* _Supplied material_:
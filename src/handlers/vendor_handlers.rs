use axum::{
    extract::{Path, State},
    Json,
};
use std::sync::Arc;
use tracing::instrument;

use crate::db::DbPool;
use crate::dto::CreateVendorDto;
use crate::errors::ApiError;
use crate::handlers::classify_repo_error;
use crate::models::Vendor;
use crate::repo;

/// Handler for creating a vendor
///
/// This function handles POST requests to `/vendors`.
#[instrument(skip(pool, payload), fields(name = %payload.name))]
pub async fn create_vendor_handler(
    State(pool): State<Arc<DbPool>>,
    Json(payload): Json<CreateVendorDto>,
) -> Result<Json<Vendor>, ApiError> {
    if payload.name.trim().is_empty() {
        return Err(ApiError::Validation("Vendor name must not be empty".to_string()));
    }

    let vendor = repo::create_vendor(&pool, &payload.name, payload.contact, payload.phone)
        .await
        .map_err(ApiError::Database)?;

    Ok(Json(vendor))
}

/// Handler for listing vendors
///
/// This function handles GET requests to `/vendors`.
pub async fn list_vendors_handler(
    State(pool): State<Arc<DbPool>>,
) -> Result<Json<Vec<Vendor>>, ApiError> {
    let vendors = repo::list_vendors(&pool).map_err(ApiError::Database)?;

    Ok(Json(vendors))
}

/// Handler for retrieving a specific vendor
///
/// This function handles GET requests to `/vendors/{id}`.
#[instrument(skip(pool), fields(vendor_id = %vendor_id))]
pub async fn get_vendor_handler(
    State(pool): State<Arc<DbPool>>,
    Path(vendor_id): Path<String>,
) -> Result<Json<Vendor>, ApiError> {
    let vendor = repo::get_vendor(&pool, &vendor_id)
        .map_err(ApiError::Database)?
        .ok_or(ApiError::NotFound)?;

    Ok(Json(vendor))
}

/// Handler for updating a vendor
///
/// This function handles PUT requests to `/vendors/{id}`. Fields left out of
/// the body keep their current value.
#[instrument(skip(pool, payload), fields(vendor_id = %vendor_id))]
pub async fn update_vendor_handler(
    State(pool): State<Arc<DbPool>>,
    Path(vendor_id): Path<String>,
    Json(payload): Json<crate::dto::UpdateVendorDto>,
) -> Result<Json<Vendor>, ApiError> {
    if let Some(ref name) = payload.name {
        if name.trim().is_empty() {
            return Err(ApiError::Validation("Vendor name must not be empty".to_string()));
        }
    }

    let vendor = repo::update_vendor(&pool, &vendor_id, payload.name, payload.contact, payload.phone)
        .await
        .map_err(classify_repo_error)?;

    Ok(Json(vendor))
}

* _What you are asked to do_: Collect from the data above every line that includes "instrument".

* _Written answer_:
use tracing::instrument;
#[instrument(skip(pool, payload), fields(name = %payload.name))]
#[instrument(skip(pool), fields(vendor_id = %vendor_id))]
#[instrument(skip(pool, payload), fields(vendor_id = %vendor_id))]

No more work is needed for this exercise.